About A470 Soaring

This is the blog for a few guys who spend their time flying radio controlled gliders, or slope soarer's, from the many and varied slopes around SE Wales.

This usually begins at the northern end of Cardiff, driving north up the A470 up to the Heads of the Valley's and the southern fringe of the Brecon Beacons. But the A470 road continues its windy way all the way to N Wales.

There are many slopes available for most wind directions, the most famous being the area between Nant-y-Moel and Treorchi known as The Bwlch, which has some of the best slopes and flying in Europe with many F3F competitions being held there each year and visited by many fliers from Europe and around the world. At 1500 feet (450m) above sea level, there is usually more wind than not, and certainly more than at sea level.

If you require any further information, are new to slope soaring or are visiting the area, please contact Steve at steve.houghton59@gmail.com . I look forward to hearing from you.

Take a look at Page 2 (look below and to the left here) for Google maps of our most popular Flying Sites.

Thursday, 12 June 2014

What do they say practice makes?

I went out flying my Dream Flight Libelle again this evening. There were no thermals but my launch technique is improving, after watching countless videos. I've also been experimenting with adding speed flap on launch, about 1.5 mm of reflex on the ailerons gives you a much faster and steeper climb out.

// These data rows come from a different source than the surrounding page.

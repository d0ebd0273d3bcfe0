use std::collections::BTreeMap;

use crate::domain::compute::compute_api::ComputeApi;
use crate::domain::context::RequestContext;
use crate::domain::instance::flavor::Flavor;
use crate::domain::quota::deltas::instance_deltas;
use crate::domain::quota::headroom::{headroom, over_quota_detail};
use crate::domain::quota::ledger::QuotaDeltas;
use crate::domain::quota::reservation::QuotaReservation;
use crate::domain::quota::resource::QuotaResource;
use crate::error::{Error, Result};

const MAX_METADATA_FIELD_LEN: usize = 255;

impl ComputeApi {
    /// Reserves quota for between `min_count` and `max_count` instances of
    /// `flavor`, shrinking the request to what still fits.
    ///
    /// Returns the number of instances admitted together with the single
    /// reservation covering all of them.
    ///
    /// # Errors
    /// `TooManyInstances` when not even `min_count` instances fit.
    pub fn check_num_instances_quota(
        &self,
        ctx: &RequestContext,
        flavor: &Flavor,
        min_count: u32,
        max_count: u32,
    ) -> Result<(u32, QuotaReservation)> {
        let deltas = instance_deltas(flavor, i64::from(max_count));

        let detail = match self.quota.reserve(&deltas, &ctx.project_id, Some(&ctx.user_id)) {
            Ok(reservation) => return Ok((max_count, reservation)),
            Err(Error::OverQuota(detail)) => detail,
            Err(e) => return Err(e),
        };

        let headroom = headroom(&detail.quotas, &detail.usages, &deltas);

        let mut allowed = headroom.get(&QuotaResource::Instances).copied().unwrap_or(1);
        if flavor.vcpus > 0 {
            allowed = allowed.min(headroom.get(&QuotaResource::Cores).copied().unwrap_or(0).div_euclid(flavor.vcpus));
        }
        let ram_per_instance = flavor.quota_ram_mb();
        if flavor.memory_mb > 0 && ram_per_instance > 0 {
            allowed = allowed.min(headroom.get(&QuotaResource::Ram).copied().unwrap_or(0).div_euclid(ram_per_instance));
        }

        let message = if allowed <= 0 {
            "Cannot run any more instances of this type.".to_string()
        } else if i64::from(min_count) <= allowed && allowed < i64::from(max_count) {
            log::debug!("ComputeApi: project {} can run {} of {} requested instances", ctx.project_id, allowed, max_count);
            let allowed = u32::try_from(allowed).unwrap_or(min_count);
            return self.check_num_instances_quota(ctx, flavor, min_count, allowed);
        } else {
            format!("Can only run {} more instances of this type.", allowed)
        };

        let num_instances =
            if min_count == max_count { min_count.to_string() } else { format!("{}-{}", min_count, max_count) };
        let (overs, _, used, total_allowed) = over_quota_detail(&headroom, &detail.overs, &detail.quotas, &deltas);
        let req: Vec<String> = detail
            .overs
            .iter()
            .map(|resource| match resource {
                QuotaResource::Instances => num_instances.clone(),
                other => deltas.get(other).copied().unwrap_or(0).to_string(),
            })
            .collect();

        log::debug!(
            "ComputeApi: {} quota exceeded for {}, tried to run {} instances. {}",
            overs,
            ctx.project_id,
            num_instances,
            message
        );
        Err(Error::TooManyInstances {
            overs,
            req: req.join(", "),
            used,
            allowed: total_allowed,
            headroom: Some(allowed.max(0)),
            message,
        })
    }

    /// Metadata item count against quota, key and value lengths against the
    /// storage limits.
    pub fn check_metadata_properties_quota(&self, ctx: &RequestContext, metadata: &BTreeMap<String, String>) -> Result<()> {
        let values: QuotaDeltas = [(QuotaResource::MetadataItems, metadata.len() as i64)].into_iter().collect();
        if let Err(e) = self.quota.limit_check(&ctx.project_id, &values) {
            return match e {
                Error::OverQuota(detail) => Err(Error::MetadataLimitExceeded {
                    allowed: detail.quotas.get(&QuotaResource::MetadataItems).copied().unwrap_or(0),
                }),
                other => Err(other),
            };
        }

        for (key, value) in metadata {
            if key.is_empty() {
                return Err(Error::InvalidMetadata("Metadata property key must not be empty".to_string()));
            }
            if key.chars().count() > MAX_METADATA_FIELD_LEN {
                return Err(Error::InvalidMetadataSize("Metadata property key greater than 255 characters".to_string()));
            }
            if value.chars().count() > MAX_METADATA_FIELD_LEN {
                return Err(Error::InvalidMetadataSize("Metadata property value greater than 255 characters".to_string()));
            }
        }
        Ok(())
    }

    /// File count first, then the longest path and content. A path that is
    /// too long is reported even when the content is too long as well.
    pub fn check_injected_file_quota(&self, ctx: &RequestContext, injected_files: &[(String, String)]) -> Result<()> {
        if injected_files.is_empty() {
            return Ok(());
        }

        let count: QuotaDeltas = [(QuotaResource::InjectedFiles, injected_files.len() as i64)].into_iter().collect();
        if let Err(e) = self.quota.limit_check(&ctx.project_id, &count) {
            return match e {
                Error::OverQuota(_) => Err(Error::OnsetFileLimitExceeded),
                other => Err(other),
            };
        }

        let max_path = injected_files.iter().map(|(path, _)| path.len()).max().unwrap_or(0);
        let max_content = injected_files.iter().map(|(_, content)| content.len()).max().unwrap_or(0);
        let lengths: QuotaDeltas = [
            (QuotaResource::InjectedFilePathBytes, max_path as i64),
            (QuotaResource::InjectedFileContentBytes, max_content as i64),
        ]
        .into_iter()
        .collect();

        match self.quota.limit_check(&ctx.project_id, &lengths) {
            Ok(()) => Ok(()),
            Err(Error::OverQuota(detail)) if detail.overs.contains(&QuotaResource::InjectedFilePathBytes) => {
                Err(Error::OnsetFilePathLimitExceeded)
            }
            Err(Error::OverQuota(_)) => Err(Error::OnsetFileContentLimitExceeded),
            Err(e) => Err(e),
        }
    }
}
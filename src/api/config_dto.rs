use serde::{Deserialize, Serialize};

/// On-disk shape of the orchestrator configuration. Every field is optional;
/// missing values fall back to the built-in defaults.
#[derive(Debug, Clone, Default, Deserialize, Serialize)]
#[serde(rename_all = "camelCase", default)]
pub struct ComputeConfigDto {
    pub cell_type: Option<String>,
    pub allow_resize_to_same_host: Option<bool>,
    pub max_local_block_devices: Option<i64>,
    pub multi_instance_display_name_template: Option<String>,
    pub null_kernel: Option<String>,
    pub default_schedule_zone: Option<String>,
    pub default_ephemeral_format: Option<String>,
    pub max_userdata_size: Option<usize>,
    pub reservation_expire: Option<i64>,
    pub quota: QuotaDto,
}

#[derive(Debug, Clone, Default, Deserialize, Serialize)]
#[serde(rename_all = "camelCase", default)]
pub struct QuotaDto {
    pub instances: Option<i64>,
    pub cores: Option<i64>,
    pub ram: Option<i64>,
    pub floating_ips: Option<i64>,
    pub fixed_ips: Option<i64>,
    pub metadata_items: Option<i64>,
    pub injected_files: Option<i64>,
    pub injected_file_content_bytes: Option<i64>,
    pub injected_file_path_length: Option<i64>,
    pub security_groups: Option<i64>,
    pub security_group_rules: Option<i64>,
    pub key_pairs: Option<i64>,
    pub server_groups: Option<i64>,
    pub server_group_members: Option<i64>,
}
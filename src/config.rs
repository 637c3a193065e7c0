//! Client configuration: server origin, credential, fixed timeouts.
//!
//! Resolution order for every knob is CLI flag > environment variable >
//! built-in default. Environment lookups are isolated in [`ClientConfig::resolve`]
//! so the precedence logic itself stays a pure, testable function.

use std::time::Duration;

/// Environment variable overriding the server origin.
pub const SERVER_ENV: &str = "LECTERN_SERVER";

/// Environment variable supplying the research API key.
pub const API_KEY_ENV: &str = "LECTERN_API_KEY";

/// Default server origin for local development.
pub const DEFAULT_SERVER: &str = "http://127.0.0.1:8000";

/// Timeout applied to every request except file uploads.
pub const REQUEST_TIMEOUT: Duration = Duration::from_secs(30);

/// Extended timeout for multipart file uploads.
pub const UPLOAD_TIMEOUT: Duration = Duration::from_secs(120);

/// Connection settings for [`crate::api::ApiClient`].
#[derive(Debug, Clone)]
pub struct ClientConfig {
    /// Server origin, e.g. `http://127.0.0.1:8000`. API routes live under
    /// `/api`; the health probe lives at the origin root.
    pub server: String,
    /// Credential forwarded on research calls only. `None` sends no header.
    pub api_key: Option<String>,
    pub request_timeout: Duration,
    pub upload_timeout: Duration,
}

impl Default for ClientConfig {
    fn default() -> Self {
        Self {
            server: DEFAULT_SERVER.to_string(),
            api_key: None,
            request_timeout: REQUEST_TIMEOUT,
            upload_timeout: UPLOAD_TIMEOUT,
        }
    }
}

impl ClientConfig {
    /// Resolve a configuration from CLI flags and the process environment.
    pub fn resolve(server_flag: Option<String>, api_key_flag: Option<String>) -> Self {
        Self::resolve_from(
            server_flag,
            api_key_flag,
            std::env::var(SERVER_ENV).ok(),
            std::env::var(API_KEY_ENV).ok(),
        )
    }

    /// Precedence logic with environment values passed in explicitly.
    fn resolve_from(
        server_flag: Option<String>,
        api_key_flag: Option<String>,
        server_env: Option<String>,
        api_key_env: Option<String>,
    ) -> Self {
        let server = server_flag
            .or(server_env)
            .filter(|s| !s.trim().is_empty())
            .unwrap_or_else(|| DEFAULT_SERVER.to_string());

        let api_key = api_key_flag
            .or(api_key_env)
            .filter(|k| !k.trim().is_empty());

        Self {
            server: server.trim_end_matches('/').to_string(),
            api_key,
            ..Self::default()
        }
    }
}

#[cfg(test)]
mod tests {
    use super::*;

    #[test]
    fn defaults_to_local_server() {
        let config = ClientConfig::resolve_from(None, None, None, None);
        assert_eq!(config.server, DEFAULT_SERVER);
        assert!(config.api_key.is_none());
    }

    #[test]
    fn flag_beats_env() {
        let config = ClientConfig::resolve_from(
            Some("http://flag:1".into()),
            None,
            Some("http://env:2".into()),
            None,
        );
        assert_eq!(config.server, "http://flag:1");
    }

    #[test]
    fn env_beats_default() {
        let config =
            ClientConfig::resolve_from(None, None, Some("http://env:2".into()), None);
        assert_eq!(config.server, "http://env:2");
    }

    #[test]
    fn trailing_slash_is_trimmed() {
        let config =
            ClientConfig::resolve_from(Some("http://host:8000/".into()), None, None, None);
        assert_eq!(config.server, "http://host:8000");
    }

    #[test]
    fn blank_values_fall_through() {
        let config = ClientConfig::resolve_from(Some("  ".into()), Some(String::new()), None, None);
        assert_eq!(config.server, DEFAULT_SERVER);
        assert!(config.api_key.is_none());
    }

    #[test]
    fn api_key_resolution() {
        let config = ClientConfig::resolve_from(None, Some("k1".into()), None, Some("k2".into()));
        assert_eq!(config.api_key.as_deref(), Some("k1"));
    }
}
//! Diagnostic error types for the lectern client.
//!
//! Every failure mode of a backend call collapses into [`ApiError`]: each
//! variant carries exactly one human-readable message, so callers render the
//! error and move on without inspecting its shape.

use miette::Diagnostic;
use thiserror::Error;

/// Normalized error for all backend calls.
#[derive(Debug, Error, Diagnostic)]
pub enum ApiError {
    /// The server answered with an error status. The message is the server's
    /// structured `detail` field when present, else a transport-level summary.
    #[error("{message}")]
    #[diagnostic(
        code(lectern::api::backend),
        help("The server rejected the request; the message above is its own explanation.")
    )]
    Backend { message: String },

    /// No response was received at all (refused connection, timeout, DNS).
    #[error("could not reach the research server — is it running?")]
    #[diagnostic(
        code(lectern::api::connectivity),
        help(
            "Check that the backend is up and that the server origin is right. \
             Override it with --server or the LECTERN_SERVER environment variable."
        )
    )]
    Connectivity,

    /// Anything else: a malformed response body, an unreadable upload file,
    /// a request that failed before it hit the wire.
    #[error("{message}")]
    #[diagnostic(code(lectern::api::unexpected))]
    Unexpected { message: String },
}

impl ApiError {
    /// Normalize a transport-layer failure.
    ///
    /// Connection and timeout failures become [`ApiError::Connectivity`];
    /// everything else keeps its raw message.
    pub fn from_transport(err: reqwest::Error) -> Self {
        if err.is_connect() || err.is_timeout() {
            ApiError::Connectivity
        } else {
            ApiError::Unexpected {
                message: err.to_string(),
            }
        }
    }

    /// The single message string this error renders as.
    pub fn message(&self) -> String {
        self.to_string()
    }
}

/// Convenience alias for functions returning lectern results.
pub type ApiResult<T> = std::result::Result<T, ApiError>;

#[cfg(test)]
mod tests {
    use super::*;

    #[test]
    fn backend_error_displays_only_its_message() {
        let err = ApiError::Backend {
            message: "rate limited".into(),
        };
        assert_eq!(err.to_string(), "rate limited");
    }

    #[test]
    fn connectivity_message_names_the_server() {
        let err = ApiError::Connectivity;
        assert!(err.to_string().contains("research server"));
    }

    #[test]
    fn message_accessor_matches_display() {
        let err = ApiError::Unexpected {
            message: "boom".into(),
        };
        assert_eq!(err.message(), format!("{err}"));
    }
}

At the top of the launch I'm trying to remember to level off quickly, before it reaches maximum height otherwise it stalls and you lose about 10' of height, and then flicking the switch to go from speed flap to normal. So on this evenings flights I was easily making an estimated 60' - 70'. Ok, that's nowhere near as high as the F3K guys go, but for a beginner flying an EPO DLG, that's not bad I think.

I've also added crow braking (on GLIDER set up, but you could set up Landing on an ACRO set up), which slows the plane down enough to be able to catch it easily but, if it is going to land on the ground, the plane adopts a nose down attitude, especially if you've set up elevator compensation. This has the effect of making the plane land nose first, so saving that delicate tail fin, (which I've already knocked off on mine).

So, the old adage of "practice makes perfect" is definitely true. Now all I have to do is find some thermals.